IRS and accounting use the term "basis" to describe your cost in the home. It is a dynamic number that changes over time based on capital improvements that are made and capital losses that are incurred. What is called the tax basis may better be referred to as cost basis. It is the taxpayer’s cost in the property used to determine the tax on the gain of the sale.

The calculation begins with the purchase price of the property plus certain capitalized acquisition costs that were owed by the seller but were paid when purchased. Examples would include real estate taxes owed through the day before the sale date, back interest owed by the seller, and charges for repairs that were the seller’s responsibility.
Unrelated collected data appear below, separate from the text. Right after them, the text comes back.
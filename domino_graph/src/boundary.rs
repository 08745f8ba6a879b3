// Copyright 2026 the Domino Authors
// SPDX-License-Identifier: Apache-2.0 OR MIT

//! Deterministic boundary-endpoint stitching (`spec.md` §4.2).

use alloc::vec::Vec;

use domino_types::{DominoError, DominoResult, EdgeId, NodeId, PartId};

use crate::graph::Graph;

/// An ephemeral boundary endpoint, consumed by [`stitch`].
#[derive(Debug, Clone, Copy, Eq, PartialEq)]
pub struct BoundaryEndpoint {
    /// Stable, domain-provided key. No floats; ties are broken by
    /// `(part_id, node_id)`.
    pub boundary_key: u64,
    /// Partition the endpoint's node belongs to.
    pub part_id: PartId,
    /// The node this endpoint names.
    pub node_id: NodeId,
}

fn cmp_key(e: &BoundaryEndpoint) -> (u64, u64, u32) {
    (e.boundary_key, e.part_id.get(), e.node_id.get())
}

/// Stitches boundary endpoints into cross-partition edges.
///
/// 1. Copies and sorts `endpoints` by `(boundary_key, part_id, node_id)`.
/// 2. Rejects with [`DominoError::DeterminismFault`] if any two sorted
///    elements are exactly equal under that key.
/// 3. For each maximal run sharing `boundary_key`, adds an undirected,
///    allocator-issued edge between every pair `(a, b)` with `a < b` in
///    sorted order whose partitions differ; same-partition pairs are
///    skipped.
///
/// Sorting first guarantees two different input orders of the same
/// endpoint set yield bit-identical edge ids and adjacency.
pub fn stitch(graph: &mut Graph, endpoints: &[BoundaryEndpoint]) -> DominoResult<()> {
    if endpoints.is_empty() {
        return Ok(());
    }

    let mut sorted: Vec<BoundaryEndpoint> = endpoints.to_vec();
    sorted.sort_by_key(cmp_key);

    for w in sorted.windows(2) {
        if cmp_key(&w[0]) == cmp_key(&w[1]) {
            return Err(DominoError::DeterminismFault {
                what: "duplicate boundary endpoint",
            });
        }
    }

    let mut group_start = 0;
    while group_start < sorted.len() {
        let key = sorted[group_start].boundary_key;
        let mut group_end = group_start + 1;
        while group_end < sorted.len() && sorted[group_end].boundary_key == key {
            group_end += 1;
        }

        for a in group_start..group_end {
            for b in (a + 1)..group_end {
                let ea = sorted[a];
                let eb = sorted[b];
                if ea.part_id == eb.part_id {
                    continue;
                }
                graph.add_edge(EdgeId::INVALID, ea.node_id, eb.node_id, false)?;
            }
        }

        group_start = group_end;
    }

    Ok(())
}
// Copyright 2026 the Domino Authors
// SPDX-License-Identifier: Apache-2.0 OR MIT

//! Identifier newtypes (`spec.md` §3 "Identifiers").
//!
//! All ids are 32- or 64-bit unsigned integers with `0` reserved as the
//! "invalid/none" sentinel. Ids are stable within a run and issued
//! monotonically by whichever allocator owns them; nothing here allocates.

macro_rules! define_id {
    ($(#[$meta:meta])* $name:ident($repr:ty)) => {
        $(#[$meta])*
        #[derive(Copy, Clone, Debug, Default, Eq, PartialEq, Hash, Ord, PartialOrd)]
        pub struct $name($repr);

        impl $name {
            /// The sentinel "invalid/none" value.
            pub const INVALID: Self = Self(0);

            /// Wraps a raw value. `0` means "invalid" by convention; this
            /// constructor does not reject it, since some call sites (e.g.
            /// the allocator itself) need to construct it to compare against.
            #[inline]
            #[must_use]
            pub const fn new(raw: $repr) -> Self {
                Self(raw)
            }

            /// Returns the raw value backing this id.
            #[inline]
            #[must_use]
            pub const fn get(self) -> $repr {
                self.0
            }

            /// Returns `true` unless this id is the `0` sentinel.
            #[inline]
            #[must_use]
            pub const fn is_valid(self) -> bool {
                self.0 != 0
            }
        }

        impl From<$repr> for $name {
            #[inline]
            fn from(raw: $repr) -> Self {
                Self::new(raw)
            }
        }
    };
}

define_id!(
    /// Identifies a node within a `domino_graph` graph.
    NodeId(u32)
);
define_id!(
    /// Identifies an edge within a graph.
    EdgeId(u32)
);
define_id!(
    /// Identifies a partition (`Part`) that a node may belong to.
    PartId(u64)
);
define_id!(
    /// Scopes a scheduler budget to a subsystem domain.
    DomainId(u32)
);
define_id!(
    /// A stable type token, e.g. for dependency-edge `reason_id` or access-range class.
    TypeId(u32)
);
define_id!(
    /// Identifies a simulated entity (agent, ledger account, market, ...).
    EntityId(u64)
);
define_id!(
    /// Identifies a chunk-aligned grouping used by `OrderKey` and by
    /// partition-scoped rebuild work.
    ChunkId(u64)
);
define_id!(
    /// A packed `(kind, item_id)` pair; see [`crate::ComponentKind`].
    ComponentId(u64)
);
define_id!(
    /// Identifies a task within a tick's `TaskGraph`.
    TaskId(u64)
);
define_id!(
    /// Identifies a registered graph type in the `GraphRegistry`.
    GraphTypeId(u32)
);
define_id!(
    /// Identifies a registered graph instance of a given [`GraphTypeId`].
    GraphInstanceId(u64)
);
define_id!(
    /// A monotonically increasing simulation tick counter.
    Tick(u64)
);

#[cfg(test)]
mod tests {
    use super::*;

    #[test]
    fn invalid_is_zero() {
        assert_eq!(NodeId::INVALID.get(), 0);
        assert!(!NodeId::INVALID.is_valid());
        assert!(NodeId::new(1).is_valid());
    }

    #[test]
    fn ordering_matches_raw_value() {
        assert!(NodeId::new(1) < NodeId::new(2));
        assert!(PartId::new(100) > PartId::new(99));
    }
}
Capital improvements made to the property during ownership will increase the basis.

Capital improvements must either materially add value to the home, appreciably prolong the useful life of the property, or adapt a portion of the property to a new use. IRS Publication 523 has a section on figuring the gain or loss on a personal residence.

Some of the following may be considered capital improvements: landscaping, driveway, fence, swimming pool, new roof not covered by insurance, replacement of HVAC equipment and appliances. Maintenance and repairs to a person’s home is not a capital expenditure.

If the owner purchased a home for $350,000 and during that time spent $110,000 on qualified improvements, the cost basis of the property would be $460,000.

If cost recovery had been taken on the home when it was used as a rental property, even though it is now considered a principal residence, the total amount of the depreciation lowers the basis in the property.

Purchase Price $350,000
Plus Capital Improvements $110,000
Adjusted Basis $460,000
Sales Price $650,000
Less Selling Costs $31,000
Net Selling Price $619,000
Less Adjusted Basis $460,000
Capital Gain $159,000

In the example above, if the taxpayer owned and used the home as their principal residence for two out of the last five years and had not taken an exclusion on another home during the two years prior to the current sale and didn’t acquire the home through a 1031 exchange during the past five years, the gain qualifies for an exclusion and no tax paid. Single taxpayers and married taxpayers filing separately can exclude up to $250,000 of gain from the sale of a principal residence. Married taxpayers filing jointly can exclude up to $500,000 of gain from the sale.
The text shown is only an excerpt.